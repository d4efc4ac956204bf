//! Wire types for Tagrush.
//!
//! Everything in this module crosses the network: identifiers, player
//! state, and the two message families (client → server and
//! server → client). The JSON shapes are what browser clients consume,
//! so the serde attributes here are part of the public contract.

use std::collections::BTreeMap;
use std::fmt;

use serde::de::{self, Unexpected, Visitor};
use serde::{Deserialize, Deserializer, Serialize};

// ---------------------------------------------------------------------------
// Identity types
// ---------------------------------------------------------------------------

/// Opaque identifier for a connected player.
///
/// Assigned by the server when a connection is accepted and stable for
/// the lifetime of that connection. Serialized as a plain number, so
/// `PlayerId(42)` is `42` on the wire and `"42"` when used as a JSON
/// object key. Decoding accepts either form.
#[derive(Debug, Clone, Copy, PartialEq, Eq, PartialOrd, Ord, Hash, Serialize)]
#[serde(transparent)]
pub struct PlayerId(pub u64);

impl fmt::Display for PlayerId {
    fn fmt(&self, f: &mut fmt::Formatter<'_>) -> fmt::Result {
        write!(f, "P-{}", self.0)
    }
}

impl<'de> Deserialize<'de> for PlayerId {
    fn deserialize<D: Deserializer<'de>>(deserializer: D) -> Result<Self, D::Error> {
        deserializer.deserialize_any(IdVisitor).map(PlayerId)
    }
}

/// Opaque identifier for a room. Same wire form as [`PlayerId`].
#[derive(Debug, Clone, Copy, PartialEq, Eq, PartialOrd, Ord, Hash, Serialize)]
#[serde(transparent)]
pub struct RoomId(pub u64);

impl fmt::Display for RoomId {
    fn fmt(&self, f: &mut fmt::Formatter<'_>) -> fmt::Result {
        write!(f, "R-{}", self.0)
    }
}

impl<'de> Deserialize<'de> for RoomId {
    fn deserialize<D: Deserializer<'de>>(deserializer: D) -> Result<Self, D::Error> {
        deserializer.deserialize_any(IdVisitor).map(RoomId)
    }
}

/// Reads an id from a number or a numeric string. Map keys arrive as
/// strings once serde has buffered an internally tagged message.
struct IdVisitor;

impl Visitor<'_> for IdVisitor {
    type Value = u64;

    fn expecting(&self, f: &mut fmt::Formatter<'_>) -> fmt::Result {
        f.write_str("a non-negative integer id or a string holding one")
    }

    fn visit_u64<E: de::Error>(self, v: u64) -> Result<u64, E> {
        Ok(v)
    }

    fn visit_i64<E: de::Error>(self, v: i64) -> Result<u64, E> {
        u64::try_from(v).map_err(|_| E::invalid_value(Unexpected::Signed(v), &self))
    }

    fn visit_str<E: de::Error>(self, v: &str) -> Result<u64, E> {
        v.parse()
            .map_err(|_| E::invalid_value(Unexpected::Str(v), &self))
    }
}

// ---------------------------------------------------------------------------
// Player state
// ---------------------------------------------------------------------------

/// A point in arena coordinates (meters).
#[derive(Debug, Clone, Copy, PartialEq, Default, Serialize, Deserialize)]
pub struct Position {
    pub x: f64,
    pub y: f64,
}

impl Position {
    /// Where every player stands before the first round spawns them.
    pub const ORIGIN: Position = Position { x: 0.0, y: 0.0 };

    pub const fn new(x: f64, y: f64) -> Self {
        Self { x, y }
    }
}

/// Full public state of one player, including its id.
///
/// Used in the `startGame` reply and in `PlayerMoved` relays.
#[derive(Debug, Clone, PartialEq, Serialize, Deserialize)]
pub struct PlayerState {
    pub id: PlayerId,
    pub x: f64,
    pub y: f64,
    pub score: i32,
    #[serde(rename = "isIt")]
    pub is_it: bool,
}

/// Per-player entry of a round broadcast. The id is the map key.
#[derive(Debug, Clone, PartialEq, Serialize, Deserialize)]
pub struct PlayerSnapshot {
    pub x: f64,
    pub y: f64,
    pub score: i32,
    #[serde(rename = "isIt")]
    pub is_it: bool,
}

impl From<&PlayerState> for PlayerSnapshot {
    fn from(state: &PlayerState) -> Self {
        Self {
            x: state.x,
            y: state.y,
            score: state.score,
            is_it: state.is_it,
        }
    }
}

/// A room as shown in the lobby list.
#[derive(Debug, Clone, PartialEq, Eq, Serialize, Deserialize)]
pub struct RoomListEntry {
    pub id: RoomId,
    pub name: String,
}

/// How the game ended, from the recipient's point of view.
#[derive(Debug, Clone, Copy, PartialEq, Eq, Serialize, Deserialize)]
#[serde(rename_all = "lowercase")]
pub enum Outcome {
    Won,
    Lost,
}

// ---------------------------------------------------------------------------
// Client → server
// ---------------------------------------------------------------------------

/// Events a client can send.
///
/// Adjacently tagged with camelCase variant names, matching the event
/// names browser clients already use:
///
/// ```text
/// { "type": "moved", "data": { "x": 12.5, "y": 40.0 } }
/// { "type": "ready" }
/// ```
#[derive(Debug, Clone, PartialEq, Serialize, Deserialize)]
#[serde(tag = "type", content = "data", rename_all = "camelCase")]
pub enum ClientMessage {
    /// "I'm in the waiting room."
    Ready,

    /// "Reset the room and start a game." Replied to via the ack.
    StartGame,

    /// "I moved here." Relayed to everyone else in the room.
    Moved { x: f64, y: f64 },

    /// "The round ended by collision."
    ///
    /// `id` is the chaser the client believes made the catch. `round` is
    /// the round number from the last `RoundStarted` the client saw;
    /// reports for any other round are discarded as stale.
    Collide {
        id: PlayerId,
        #[serde(default)]
        round: Option<u64>,
    },

    /// "Which rooms exist?" Replied to via the ack.
    GetRoomNames,

    /// "Create a room with this name and put me in it."
    CreateRoom { name: String },

    /// "Put me in this room."
    JoinRoom { room_id: RoomId },

    /// "Take me out of my room."
    LeaveRoom,

    /// Keep-alive. Echoed back with the server clock.
    Heartbeat { client_time: u64 },
}

/// A client message plus an optional acknowledgement id.
///
/// When `ack` is present, the server answers with exactly one
/// [`ServerMessage::Reply`] (or [`ServerMessage::Error`]) carrying the
/// same id.
#[derive(Debug, Clone, PartialEq, Serialize, Deserialize)]
pub struct ClientEnvelope {
    #[serde(default, skip_serializing_if = "Option::is_none")]
    pub ack: Option<u64>,
    pub message: ClientMessage,
}

impl ClientEnvelope {
    pub fn new(message: ClientMessage) -> Self {
        Self { ack: None, message }
    }

    pub fn with_ack(ack: u64, message: ClientMessage) -> Self {
        Self {
            ack: Some(ack),
            message,
        }
    }
}

// ---------------------------------------------------------------------------
// Server → client
// ---------------------------------------------------------------------------

/// Payload of an acknowledgement.
#[derive(Debug, Clone, PartialEq, Serialize, Deserialize)]
#[serde(tag = "type")]
pub enum Reply {
    /// Answer to `startGame`: the requester's own state and everyone else's.
    StartGame {
        me: PlayerState,
        others: Vec<PlayerState>,
    },

    /// Answer to `getRoomNames`.
    RoomNames { rooms: Vec<RoomListEntry> },

    /// Answer to `createRoom`.
    RoomCreated { room_id: RoomId },

    /// Answer to `joinRoom`.
    Joined { room_id: RoomId },
}

/// Messages the server pushes to a client.
///
/// Internally tagged: `{ "type": "InitGame" }`,
/// `{ "type": "GameOver", "outcome": "won", "winner": 3 }`.
#[derive(Debug, Clone, PartialEq, Serialize, Deserialize)]
#[serde(tag = "type")]
pub enum ServerMessage {
    /// First message on every connection: the id the server assigned.
    Welcome { player_id: PlayerId },

    /// The room has both players; clients should load the game scene.
    InitGame,

    /// Acknowledgement of a client message that carried an `ack` id.
    Reply { ack: u64, reply: Reply },

    /// Another player in the room moved.
    PlayerMoved(PlayerState),

    /// A new round began: fresh spawns, roles and scores for everyone.
    RoundStarted {
        round: u64,
        players: BTreeMap<PlayerId, PlayerSnapshot>,
    },

    /// Terminal outcome of the game, personalized per recipient.
    GameOver { outcome: Outcome, winner: PlayerId },

    /// Echo of a client heartbeat.
    HeartbeatAck { client_time: u64, server_time: u64 },

    /// A request failed. `code` follows HTTP conventions (404 = no such
    /// room, 409 = conflicting membership).
    Error {
        code: u16,
        message: String,
        #[serde(default, skip_serializing_if = "Option::is_none")]
        ack: Option<u64>,
    },
}

#[cfg(test)]
mod tests {
    use super::*;

    #[test]
    fn test_ids_serialize_as_plain_numbers() {
        assert_eq!(serde_json::to_string(&PlayerId(42)).unwrap(), "42");
        assert_eq!(serde_json::to_string(&RoomId(9)).unwrap(), "9");
    }

    #[test]
    fn test_id_display() {
        assert_eq!(PlayerId(7).to_string(), "P-7");
        assert_eq!(RoomId(3).to_string(), "R-3");
    }

    #[test]
    fn test_player_state_uses_is_it_camel_case() {
        let state = PlayerState {
            id: PlayerId(1),
            x: 8.0,
            y: 120.0,
            score: -2,
            is_it: true,
        };
        let json = serde_json::to_value(&state).unwrap();
        assert_eq!(json["id"], 1);
        assert_eq!(json["isIt"], true);
        assert_eq!(json["score"], -2);
        assert!(json.get("is_it").is_none());
    }

    #[test]
    fn test_client_message_moved_shape() {
        let json = r#"{ "message": { "type": "moved", "data": { "x": 1.5, "y": 2 } } }"#;
        let env: ClientEnvelope = serde_json::from_str(json).unwrap();
        assert_eq!(env.ack, None);
        assert_eq!(env.message, ClientMessage::Moved { x: 1.5, y: 2.0 });
    }

    #[test]
    fn test_client_message_unit_variant_without_data() {
        let json = r#"{ "ack": 4, "message": { "type": "startGame" } }"#;
        let env: ClientEnvelope = serde_json::from_str(json).unwrap();
        assert_eq!(env.ack, Some(4));
        assert_eq!(env.message, ClientMessage::StartGame);
    }

    #[test]
    fn test_collide_round_is_optional() {
        let json = r#"{ "type": "collide", "data": { "id": 5 } }"#;
        let msg: ClientMessage = serde_json::from_str(json).unwrap();
        assert_eq!(
            msg,
            ClientMessage::Collide {
                id: PlayerId(5),
                round: None
            }
        );
    }

    #[test]
    fn test_client_message_event_names() {
        let json = serde_json::to_value(ClientMessage::GetRoomNames).unwrap();
        assert_eq!(json["type"], "getRoomNames");
        let json = serde_json::to_value(ClientMessage::JoinRoom {
            room_id: RoomId(2),
        })
        .unwrap();
        assert_eq!(json["type"], "joinRoom");
        assert_eq!(json["data"]["room_id"], 2);
    }

    #[test]
    fn test_unknown_client_event_is_rejected() {
        let json = r#"{ "message": { "type": "teleport", "data": {} } }"#;
        assert!(serde_json::from_str::<ClientEnvelope>(json).is_err());
    }

    #[test]
    fn test_round_started_keys_players_by_id() {
        let mut players = BTreeMap::new();
        players.insert(
            PlayerId(3),
            PlayerSnapshot {
                x: 120.0,
                y: 8.0,
                score: 1,
                is_it: false,
            },
        );
        let msg = ServerMessage::RoundStarted { round: 2, players };
        let json = serde_json::to_value(&msg).unwrap();
        assert_eq!(json["type"], "RoundStarted");
        assert_eq!(json["round"], 2);
        assert_eq!(json["players"]["3"]["x"], 120.0);
        assert_eq!(json["players"]["3"]["isIt"], false);
    }

    #[test]
    fn test_round_started_decodes_back() {
        let mut players = BTreeMap::new();
        for (id, is_it) in [(1, true), (12, false)] {
            players.insert(
                PlayerId(id),
                PlayerSnapshot {
                    x: 8.0,
                    y: 8.0,
                    score: 0,
                    is_it,
                },
            );
        }
        let msg = ServerMessage::RoundStarted { round: 4, players };
        let text = serde_json::to_string(&msg).unwrap();
        let back: ServerMessage = serde_json::from_str(&text).unwrap();
        assert_eq!(back, msg);
    }

    #[test]
    fn test_ids_decode_from_number_or_string() {
        assert_eq!(serde_json::from_str::<PlayerId>("5").unwrap(), PlayerId(5));
        assert_eq!(serde_json::from_str::<PlayerId>(r#""5""#).unwrap(), PlayerId(5));
        assert_eq!(serde_json::from_str::<RoomId>(r#""17""#).unwrap(), RoomId(17));
        assert!(serde_json::from_str::<PlayerId>("-1").is_err());
        assert!(serde_json::from_str::<PlayerId>(r#""five""#).is_err());
        assert!(serde_json::from_str::<RoomId>("1.5").is_err());
    }

    #[test]
    fn test_player_moved_flattens_state() {
        let msg = ServerMessage::PlayerMoved(PlayerState {
            id: PlayerId(2),
            x: 3.0,
            y: 4.0,
            score: 0,
            is_it: false,
        });
        let json = serde_json::to_value(&msg).unwrap();
        assert_eq!(json["type"], "PlayerMoved");
        assert_eq!(json["id"], 2);
        assert_eq!(json["y"], 4.0);
    }

    #[test]
    fn test_game_over_outcome_is_lowercase() {
        let msg = ServerMessage::GameOver {
            outcome: Outcome::Lost,
            winner: PlayerId(1),
        };
        let json = serde_json::to_value(&msg).unwrap();
        assert_eq!(json["outcome"], "lost");
        assert_eq!(json["winner"], 1);
    }

    #[test]
    fn test_reply_nests_its_own_tag() {
        let msg = ServerMessage::Reply {
            ack: 11,
            reply: Reply::RoomNames {
                rooms: vec![RoomListEntry {
                    id: RoomId(1),
                    name: "Arena".into(),
                }],
            },
        };
        let json = serde_json::to_value(&msg).unwrap();
        assert_eq!(json["type"], "Reply");
        assert_eq!(json["ack"], 11);
        assert_eq!(json["reply"]["type"], "RoomNames");
        assert_eq!(json["reply"]["rooms"][0]["name"], "Arena");
    }

    #[test]
    fn test_error_omits_missing_ack() {
        let msg = ServerMessage::Error {
            code: 404,
            message: "room R-9 not found".into(),
            ack: None,
        };
        let json = serde_json::to_value(&msg).unwrap();
        assert_eq!(json["code"], 404);
        assert!(json.get("ack").is_none());
    }
}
--
> **Description of the task**
In the listing above, find the line containing "(client → server and" and the line containing "plain number, so", then quote both, plus every line between them, exactly as written.

> **Answer for the task**
//! state, and the two message families (client → server and
//! server → client). The JSON shapes are what browser clients consume,
//! so the serde attributes here are part of the public contract.

use std::collections::BTreeMap;
use std::fmt;

use serde::de::{self, Unexpected, Visitor};
use serde::{Deserialize, Deserializer, Serialize};

// ---------------------------------------------------------------------------
// Identity types
// ---------------------------------------------------------------------------

/// Opaque identifier for a connected player.
///
/// Assigned by the server when a connection is accepted and stable for
/// the lifetime of that connection. Serialized as a plain number, so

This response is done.